L’accertamento della irregolarità (che in origine comportava anche l’applicazione di una sanzione quale la decadenza, per l’anno in corso, dal diritto alla erogazione di risorse da parte del consiglio regionale, giusta la previsione dell’art. 1, comma 11 D.L. n. 174/2012 cit., poi dichiarata illegittima dalla Corte costituzionale con sentenza n. 39/2014) rende doverosa l’attivazione delle iniziative di recupero delle somme dovute e ciò a prescindere dai profili (di specifica pertinenza del PR) concernenti l’illecita utilizzazione dei fondi rispetto ai fini istituzionali.

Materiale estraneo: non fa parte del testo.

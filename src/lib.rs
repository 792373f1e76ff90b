//! **A parser, validator, and writer for SPDX tag-value documents.**
//!
//! `spdx-tagvalue` reads SPDX 2.x software bills of materials in the
//! tag-value format and builds a typed [`model::Document`], reporting every
//! structural problem in a single pass instead of stopping at the first. It
//! powers both a command-line interface for validating and converting
//! documents and a Rust library for programmatic use.
//!
//! ## Key Features
//!
//! - **Exhaustive error reporting**: one parse collects every cardinality,
//!   order, and value error in the document, grouped per entity instance, in
//!   the order they appear.
//! - **Scope tracking**: `Tag: value` records are interpreted against the
//!   entity currently in scope, so a bare `SPDXID` lands on the document,
//!   package, or file it belongs to.
//! - **Relationship inference**: files declared under a package become
//!   `CONTAINS` relationships automatically, without duplicating explicitly
//!   declared edges.
//! - **License validation**: license expressions are checked against the
//!   SPDX expression grammar via the `spdx` crate.
//! - **Round-trip writing**: documents serialize back to tag-value text (or
//!   JSON) in the conventional section layout, nesting files under their
//!   packages.
//!
//! ## Core Concepts & Modules
//!
//! - **[`model`]**: the document types — [`model::Document`] and the
//!   entities hanging off it (packages, files, snippets, relationships,
//!   annotations, extracted licensing info).
//! - **[`parser`]**: the tokenizer and the scope-tracking builder;
//!   [`parser::parse_tag_value`] and [`parser::parse_tag_value_file`] are
//!   the entry points.
//! - **[`writer`]**: tag-value serialization.
//! - **[`validate`]**: lexical predicates for SPDX identifiers and
//!   namespaces.
//!
//! ## Getting Started: Parsing a Document
//!
//! ```no_run
//! use std::path::Path;
//! use spdx_tagvalue::parse_tag_value_file;
//!
//! fn main() -> Result<(), Box<dyn std::error::Error>> {
//!     let doc = parse_tag_value_file(Path::new("path/to/document.spdx"))?;
//!
//!     println!(
//!         "Parsed '{}': {}",
//!         doc.name.as_deref().unwrap_or("Unknown"),
//!         doc.summary()
//!     );
//!
//!     Ok(())
//! }
//! ```
//!
//! A failed parse carries the full message list:
//!
//! ```
//! use spdx_tagvalue::parse_tag_value;
//!
//! let err = parse_tag_value("PackageName: pkg\nPackageName: pkg\nPackageVersion: 1\nPackageVersion: 2\n")
//!     .unwrap_err();
//! for message in err.messages() {
//!     eprintln!("{message}");
//! }
//! ```

// Lint to discourage unwrap() in production code - prefer explicit error handling
#![warn(clippy::unwrap_used)]
#![allow(
    // Doc completeness: # Errors / # Panics sections are aspirational
    clippy::missing_errors_doc,
    clippy::missing_panics_doc,
    // Variable names like `old`/`new` or `min`/`mid` are clear in context
    clippy::similar_names
)]

pub mod cli;
pub mod error;
pub mod model;
pub mod parser;
pub mod validate;
pub mod writer;

pub use error::{Result, TagValueError};
pub use model::Document;
pub use parser::{parse_tag_value, parse_tag_value_file};
pub use writer::{write_tag_value, write_tag_value_file, write_tag_value_string};
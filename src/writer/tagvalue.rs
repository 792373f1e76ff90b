//! Tag-value rendering.
//!
//! Emits a document in the section layout conventional for the format:
//! document and creation information first, then snippets not contained in
//! any file, files not contained in any package, packages with their
//! contained files and snippets nested below them, extracted licenses,
//! remaining relationships, annotations, and reviews.
//!
//! CONTAINS relationships that link a package to one of the document's files
//! are consumed by the nesting and not written out; parsing the output infers
//! them again, so a parse-write-parse round trip is stable. A file nests
//! under at most one package; any further containing edge stays an explicit
//! `Relationship:` line, so no file is ever emitted twice. Values holding
//! newlines are wrapped in `<text>` markers. `FilesAnalyzed` renders
//! lowercase, matching what the parser accepts.

use crate::error::{Result, TagValueError};
use crate::model::{
    Annotation, ChecksumAlgorithm, CreationInfo, Document, ExternalDocumentRef, File, Package,
    Relationship, RelationshipType, Review, Snippet,
};
use chrono::{DateTime, Utc};
use indexmap::IndexMap;
use std::io::Write as IoWrite;
use std::path::Path;

/// Render `document` as tag-value text.
#[must_use]
pub fn write_tag_value_string(document: &Document) -> String {
    let mut out = String::new();
    render_document(document, &mut out);
    out
}

/// Write `document` as tag-value text to `writer`.
pub fn write_tag_value(document: &Document, writer: &mut impl IoWrite) -> Result<()> {
    let text = write_tag_value_string(document);
    writer
        .write_all(text.as_bytes())
        .map_err(|err| TagValueError::Write(err.to_string()))
}

/// Write `document` as tag-value text to the file at `path`.
pub fn write_tag_value_file(document: &Document, path: &Path) -> Result<()> {
    tracing::info!(path = %path.display(), "writing tag-value document");
    let text = write_tag_value_string(document);
    std::fs::write(path, text).map_err(|err| TagValueError::io(path, err))
}
//! spdx-tagvalue: SPDX tag-value document parser, validator, and writer.

#![allow(clippy::needless_pass_by_value)]

use anyhow::Result;
use clap::{CommandFactory, Parser, Subcommand};
use clap_complete::{Shell, generate};
use spdx_tagvalue::cli::{self, RenderFormat};
use std::io;
use std::path::PathBuf;
use tracing_subscriber::{layer::SubscriberExt, util::SubscriberInitExt};

#[derive(Parser)]
#[command(name = "spdx-tagvalue")]
#[command(version)]
#[command(about = "SPDX tag-value document parser and validator", long_about = None)]
#[command(after_help = "EXIT CODES:
    0  Document parsed cleanly
    1  Structural errors were found / an error occurred

EXAMPLES:
    # Validate a document and list every structural error
    spdx-tagvalue validate document.spdx

    # Normalize a document (nests files under their packages)
    spdx-tagvalue render document.spdx -O normalized.spdx

    # Convert to JSON for processing
    spdx-tagvalue render document.spdx --format json > document.json")]
struct Cli {
    /// Enable verbose output
    #[arg(short, long, global = true)]
    verbose: bool,

    #[command(subcommand)]
    command: Commands,
}

#[derive(Subcommand)]
enum Commands {
    /// Parse a tag-value document and report every structural error
    Validate {
        /// Path to the tag-value document
        path: PathBuf,

        /// Only set the exit code, print nothing
        #[arg(short, long)]
        quiet: bool,
    },

    /// Parse a document and re-emit it as tag-value or JSON
    Render {
        /// Path to the tag-value document
        path: PathBuf,

        /// Output format
        #[arg(short, long, value_enum, default_value = "tag-value")]
        format: RenderFormat,

        /// Output file path (stdout if not specified)
        #[arg(short = 'O', long)]
        output_file: Option<PathBuf>,
    },

    /// Generate shell completions
    Completions {
        /// Shell to generate completions for
        #[arg(value_enum)]
        shell: Shell,
    },
}

fn main() -> Result<()> {
    let cli = Cli::parse();

    // Initialize logging
    let log_level = if cli.verbose { "debug" } else { "warn" };
    tracing_subscriber::registry()
        .with(tracing_subscriber::EnvFilter::new(
            std::env::var("RUST_LOG").unwrap_or_else(|_| log_level.to_string()),
        ))
        .with(tracing_subscriber::fmt::layer().with_target(false))
        .init();

    match cli.command {
        Commands::Validate { path, quiet } => cli::run_validate(path, quiet),
        Commands::Render {
            path,
            format,
            output_file,
        } => cli::run_render(path, format, output_file),
        Commands::Completions { shell } => {
            generate(shell, &mut Cli::command(), "spdx-tagvalue", &mut io::stdout());
            Ok(())
        }
    }
}
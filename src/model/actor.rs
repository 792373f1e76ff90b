//! Actors: the people, organizations, and tools named in a document.

use serde::{Deserialize, Serialize};
use std::fmt;

/// The three actor forms the tag-value grammar knows.
#[derive(Debug, Clone, Copy, PartialEq, Eq, Hash, Serialize, Deserialize)]
pub enum ActorKind {
    Tool,
    Person,
    Organization,
}

impl ActorKind {
    /// Prefix used in tag-value actor strings (`Person:`, `Tool:`, ...).
    #[must_use]
    pub const fn label(self) -> &'static str {
        match self {
            Self::Tool => "Tool",
            Self::Person => "Person",
            Self::Organization => "Organization",
        }
    }
}

impl fmt::Display for ActorKind {
    fn fmt(&self, f: &mut fmt::Formatter<'_>) -> fmt::Result {
        write!(f, "{}", self.label())
    }
}

/// A creator, supplier, originator, annotator, or reviewer.
///
/// Constructed immutably by the actor sub-parser; a `Tool` never carries an
/// email (a parenthesized suffix stays part of the name).
#[derive(Debug, Clone, PartialEq, Eq, Hash, Serialize, Deserialize)]
pub struct Actor {
    pub kind: ActorKind,
    pub name: String,
    pub email: Option<String>,
}

impl Actor {
    /// Create a tool actor.
    #[must_use]
    pub fn tool(name: impl Into<String>) -> Self {
        Self {
            kind: ActorKind::Tool,
            name: name.into(),
            email: None,
        }
    }

    /// Create a person actor.
    #[must_use]
    pub fn person(name: impl Into<String>, email: Option<String>) -> Self {
        Self {
            kind: ActorKind::Person,
            name: name.into(),
            email,
        }
    }

    /// Create an organization actor.
    #[must_use]
    pub fn organization(name: impl Into<String>, email: Option<String>) -> Self {
        Self {
            kind: ActorKind::Organization,
            name: name.into(),
            email,
        }
    }
}

impl fmt::Display for Actor {
    /// Renders the tag-value form, e.g. `Person: Jane Doe (jane@example.com)`.
    fn fmt(&self, f: &mut fmt::Formatter<'_>) -> fmt::Result {
        match &self.email {
            Some(email) => write!(f, "{}: {} ({})", self.kind, self.name, email),
            None => write!(f, "{}: {}", self.kind, self.name),
        }
    }
}

/// A supplier or originator value: an actor, or `NOASSERTION`.
#[derive(Debug, Clone, PartialEq, Eq, Hash, Serialize, Deserialize)]
pub enum ActorOrNoAssertion {
    Actor(Actor),
    NoAssertion,
}

impl fmt::Display for ActorOrNoAssertion {
    fn fmt(&self, f: &mut fmt::Formatter<'_>) -> fmt::Result {
        match self {
            Self::Actor(actor) => write!(f, "{actor}"),
            Self::NoAssertion => write!(f, "NOASSERTION"),
        }
    }
}
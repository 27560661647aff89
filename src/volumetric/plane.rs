#[cfg(feature = "serde-serialize")]
use serde::{Deserialize, Serialize};

use crate::error::Error;
use crate::math::{Direction, Point, Real, Vector};

/// An infinite plane, the set of points `p` such that `normal · p = offset`.
///
/// Points on the side the normal points to are "above" the plane.
#[derive(Clone, Copy, Debug, PartialEq)]
#[cfg_attr(feature = "serde-serialize", derive(Serialize, Deserialize))]
pub struct Plane {
    normal: Direction,
    offset: Real,
}

impl Plane {
    /// Creates a plane from a non-zero normal, normalizing it.
    pub fn new(normal: Vector, offset: Real) -> Result<Self, Error> {
        if !offset.is_finite() {
            return Err(Error::invalid_geometry(format!("plane offset {}", offset)));
        }

        let normal = Direction::try_new(normal, Real::EPSILON)
            .filter(|n| n.iter().all(|e| e.is_finite()))
            .ok_or_else(|| Error::invalid_geometry("degenerate plane normal"))?;

        Ok(Plane { normal, offset })
    }

    /// Creates a plane from an already normalized normal.
    pub fn from_unit_normal(normal: Direction, offset: Real) -> Self {
        Plane { normal, offset }
    }

    #[inline]
    pub fn normal(&self) -> &Direction {
        &self.normal
    }

    #[inline]
    pub fn offset(&self) -> Real {
        self.offset
    }

    /// Signed distance from `point` to this plane, positive above it.
    #[inline]
    pub fn distance(&self, point: &Point) -> Real {
        self.normal.dot(&point.coords) - self.offset
    }
}
//! Aliases for the nalgebra types used throughout the crate.

/// The scalar type.
pub type Real = f64;

/// A 3D vector.
pub type Vector = na::Vector3<Real>;

/// A 3D point.
pub type Point = na::Point3<Real>;

/// A 3x3 matrix, used for inertia tensors and frame rotations.
pub type Matrix = na::Matrix3<Real>;

/// A 3D rotation stored as a matrix.
pub type Rotation = na::Rotation3<Real>;

/// A normalized 3D vector.
pub type Direction = na::Unit<Vector>;
//! Geodetic coordinates and frame conversions.

pub use self::coordinate_vector3::CoordinateVector3;
pub use self::spherical_coordinates::{CoordinateType, SphericalCoordinates};
pub use self::surface::{
    Ellipsoid, SurfaceType, EARTH_RADIUS, MOON_AXIS_EQUATORIAL, MOON_AXIS_POLAR, MOON_FLATTENING,
    MOON_RADIUS, WGS84_AXIS_EQUATORIAL, WGS84_AXIS_POLAR, WGS84_FLATTENING,
};

mod coordinate_vector3;
mod spherical_coordinates;
mod surface;
use std::fmt;
use std::str::FromStr;

#[cfg(feature = "serde-serialize")]
use serde::{Deserialize, Serialize};

use crate::error::Error;
use crate::math::Real;

/// The kinds of materials with a tabulated density.
///
/// `Unknown` is the kind of a default material and `Custom` the kind of a
/// material built from an explicit density. Neither has a table entry.
#[derive(Clone, Copy, Debug, Default, PartialEq, Eq, Hash, PartialOrd, Ord)]
#[cfg_attr(feature = "serde-serialize", derive(Serialize, Deserialize))]
pub enum MaterialType {
    /// Styrofoam, 75 kg/m³.
    Styrofoam,
    /// Pine, 373 kg/m³.
    Pine,
    /// Wood, 700 kg/m³.
    Wood,
    /// Oak, 710 kg/m³.
    Oak,
    /// Plastic, 1175 kg/m³.
    Plastic,
    /// Concrete, 2000 kg/m³.
    Concrete,
    /// Aluminum, 2700 kg/m³.
    Aluminum,
    /// Steel alloy, 7600 kg/m³.
    SteelAlloy,
    /// Stainless steel, 7800 kg/m³.
    SteelStainless,
    /// Iron, 7870 kg/m³.
    Iron,
    /// Brass, 8600 kg/m³.
    Brass,
    /// Copper, 8940 kg/m³.
    Copper,
    /// Tungsten, 19300 kg/m³.
    Tungsten,
    /// No material.
    #[default]
    Unknown,
    /// A material defined by its density alone.
    Custom,
}

/// Name and density (kg/m³) of each tabulated material.
///
/// Entries are sorted by increasing density.
const MATERIAL_DATA: [(MaterialType, &str, Real); 13] = [
    (MaterialType::Styrofoam, "styrofoam", 75.0),
    (MaterialType::Pine, "pine", 373.0),
    (MaterialType::Wood, "wood", 700.0),
    (MaterialType::Oak, "oak", 710.0),
    (MaterialType::Plastic, "plastic", 1175.0),
    (MaterialType::Concrete, "concrete", 2000.0),
    (MaterialType::Aluminum, "aluminum", 2700.0),
    (MaterialType::SteelAlloy, "steel_alloy", 7600.0),
    (MaterialType::SteelStainless, "steel_stainless", 7800.0),
    (MaterialType::Iron, "iron", 7870.0),
    (MaterialType::Brass, "brass", 8600.0),
    (MaterialType::Copper, "copper", 8940.0),
    (MaterialType::Tungsten, "tungsten", 19300.0),
];

impl MaterialType {
    /// Every tabulated material kind, by increasing density.
    pub const ALL: [MaterialType; 13] = [
        MaterialType::Styrofoam,
        MaterialType::Pine,
        MaterialType::Wood,
        MaterialType::Oak,
        MaterialType::Plastic,
        MaterialType::Concrete,
        MaterialType::Aluminum,
        MaterialType::SteelAlloy,
        MaterialType::SteelStainless,
        MaterialType::Iron,
        MaterialType::Brass,
        MaterialType::Copper,
        MaterialType::Tungsten,
    ];

    fn entry(self) -> Option<&'static (MaterialType, &'static str, Real)> {
        MATERIAL_DATA.iter().find(|entry| entry.0 == self)
    }

    /// The lowercase name of this material, or an empty string for `Unknown` and `Custom`.
    pub fn name(self) -> &'static str {
        self.entry().map(|entry| entry.1).unwrap_or("")
    }

    /// The tabulated density in kg/m³, or `None` for `Unknown` and `Custom`.
    pub fn density(self) -> Option<Real> {
        self.entry().map(|entry| entry.2)
    }

    /// The tabulated kind whose density is closest to `density`, if any lies within `epsilon`.
    pub fn nearest_to_density(density: Real, epsilon: Real) -> Option<MaterialType> {
        MATERIAL_DATA
            .iter()
            .map(|entry| (entry.0, (entry.2 - density).abs()))
            .filter(|(_, diff)| *diff < epsilon)
            .min_by(|a, b| a.1.total_cmp(&b.1))
            .map(|(kind, _)| kind)
    }
}

impl fmt::Display for MaterialType {
    fn fmt(&self, f: &mut fmt::Formatter<'_>) -> fmt::Result {
        match self {
            MaterialType::Unknown => write!(f, "unknown"),
            MaterialType::Custom => write!(f, "custom"),
            _ => write!(f, "{}", self.name()),
        }
    }
}

impl FromStr for MaterialType {
    type Err = Error;

    /// Parses a tabulated material name, ignoring case.
    fn from_str(s: &str) -> Result<Self, Self::Err> {
        let lower = s.to_lowercase();

        MATERIAL_DATA
            .iter()
            .find(|entry| entry.1 == lower)
            .map(|entry| entry.0)
            .ok_or_else(|| Error::UnknownMaterial(s.to_string()))
    }
}

#[cfg(test)]
mod test {
    use super::MaterialType;
    use crate::error::Error;

    #[test]
    fn table_lookup() {
        assert_eq!(MaterialType::Pine.density(), Some(373.0));
        assert_eq!(MaterialType::Tungsten.density(), Some(19300.0));
        assert_eq!(MaterialType::SteelStainless.name(), "steel_stainless");
        assert_eq!(MaterialType::Unknown.density(), None);
        assert_eq!(MaterialType::Custom.density(), None);
        assert_eq!(MaterialType::Unknown.name(), "");
        assert_eq!(MaterialType::default(), MaterialType::Unknown);

        for kind in MaterialType::ALL.iter() {
            assert!(kind.density().unwrap() > 0.0);
        }
    }

    #[test]
    fn parse_names() {
        assert_eq!("oak".parse::<MaterialType>(), Ok(MaterialType::Oak));
        assert_eq!("STEEL_ALLOY".parse::<MaterialType>(), Ok(MaterialType::SteelAlloy));
        assert_eq!(
            "unobtainium".parse::<MaterialType>(),
            Err(Error::UnknownMaterial("unobtainium".to_string()))
        );
        assert!("unknown".parse::<MaterialType>().is_err());
        assert_eq!(MaterialType::Brass.to_string(), "brass");
        assert_eq!(MaterialType::Custom.to_string(), "custom");
    }

    #[test]
    fn nearest_density() {
        assert_eq!(MaterialType::nearest_to_density(705.0, 10.0), Some(MaterialType::Wood));
        assert_eq!(MaterialType::nearest_to_density(706.0, 10.0), Some(MaterialType::Oak));
        assert_eq!(MaterialType::nearest_to_density(19000.0, 10.0), None);
    }
}
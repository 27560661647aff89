//! Traits to compute inertial properties.

use tracing::debug;

use crate::algebra::MassMatrix3;
use crate::error::Error;
use crate::material::Material;
use crate::math::{Matrix, Point, Real, Vector};

/// Trait implemented by shapes made of a homogeneous material.
///
/// Implementors provide the closed-form geometric quantities; mass and inertia
/// are derived from them and from the density of the shape's material.
pub trait Volumetric {
    /// Computes the area of this object.
    fn area(&self) -> Real;

    /// Computes the volume of this object.
    fn volume(&self) -> Real;

    /// Computes the center of mass of this object, in its local frame.
    fn center_of_mass(&self) -> Point;

    /// Computes the angular inertia tensor of this object for a unit mass.
    fn unit_angular_inertia(&self) -> Matrix;

    /// The material this object is made of.
    fn material(&self) -> &Material;

    /// Replaces the material this object is made of.
    fn set_material(&mut self, material: Material);

    /// Checks that the geometry encloses a strictly positive, finite volume.
    fn check_geometry(&self) -> Result<(), Error>;

    /// The mass of this object given the density of its material.
    fn mass(&self) -> Real {
        self.volume() * self.material().density()
    }

    /// Given its mass, this computes the angular inertia of this object.
    fn angular_inertia(&self, mass: Real) -> Matrix {
        self.unit_angular_inertia() * mass
    }

    /// Computes the mass and the inertia tensor about the center of mass.
    ///
    /// Fails if the geometry is degenerate or if the density of the material
    /// is not strictly positive, and never returns a matrix holding an
    /// overflowed mass or moment.
    fn mass_matrix(&self) -> Result<MassMatrix3, Error> {
        if let Err(err) = self.check_geometry() {
            debug!(error = %err, "mass matrix rejected");
            return Err(err);
        }

        let density = self.material().density();
        if !(density > 0.0) || !density.is_finite() {
            let err = Error::InvalidDensity(density);
            debug!(error = %err, "mass matrix rejected");
            return Err(err);
        }

        let mass = self.mass();
        if !(mass > 0.0) || !mass.is_finite() {
            let err = Error::invalid_geometry(format!("mass {} is out of range", mass));
            debug!(error = %err, "mass matrix rejected");
            return Err(err);
        }

        let mut res = MassMatrix3::new(mass, Vector::zeros(), Vector::zeros());
        if !res.set_moi(&self.angular_inertia(mass)) {
            debug!(mass, "mass matrix rejected: invalid inertia tensor");
            return Err(Error::InvalidInertia);
        }

        Ok(res)
    }

    /// The density this object would need to weigh `mass`.
    ///
    /// Returns `None` if the mass is not strictly positive, the geometry is
    /// degenerate, or the resulting density is not a positive finite number.
    fn density_from_mass(&self, mass: Real) -> Option<Real> {
        if !(mass > 0.0) || !mass.is_finite() || self.check_geometry().is_err() {
            return None;
        }

        Some(mass / self.volume()).filter(|density| *density > 0.0 && density.is_finite())
    }

    /// Sets the density of the material so that this object weighs `mass`.
    ///
    /// The material is left unchanged on failure.
    fn set_density_from_mass(&mut self, mass: Real) -> Result<(), Error> {
        self.check_geometry()?;

        let density = self
            .density_from_mass(mass)
            .ok_or(Error::InvalidMass(mass))?;
        let mut material = self.material().clone();
        material.set_density(density);
        self.set_material(material);

        Ok(())
    }
}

In altri termini, ove inadempiuto l’obbligo di restituzione delle somme dovute, il soggetto legittimato può attivare, ove ne abbia interesse, al solo fine dell’ottenimento di un titolo esecutivo giudiziale, un giudizio ad istanza di parte ex art. 172 lett. d) CGC innanzi alla competente Sezione giurisdizionale regionale, mentre il PR può configurare l’erogazione della spesa già riconosciuta irregolare (anche) come danno erariale risarcibile imputabile a titolo di dolo o colpa grave a coloro che l’hanno disposta sulla base della disciplina della responsabilità amministrativa.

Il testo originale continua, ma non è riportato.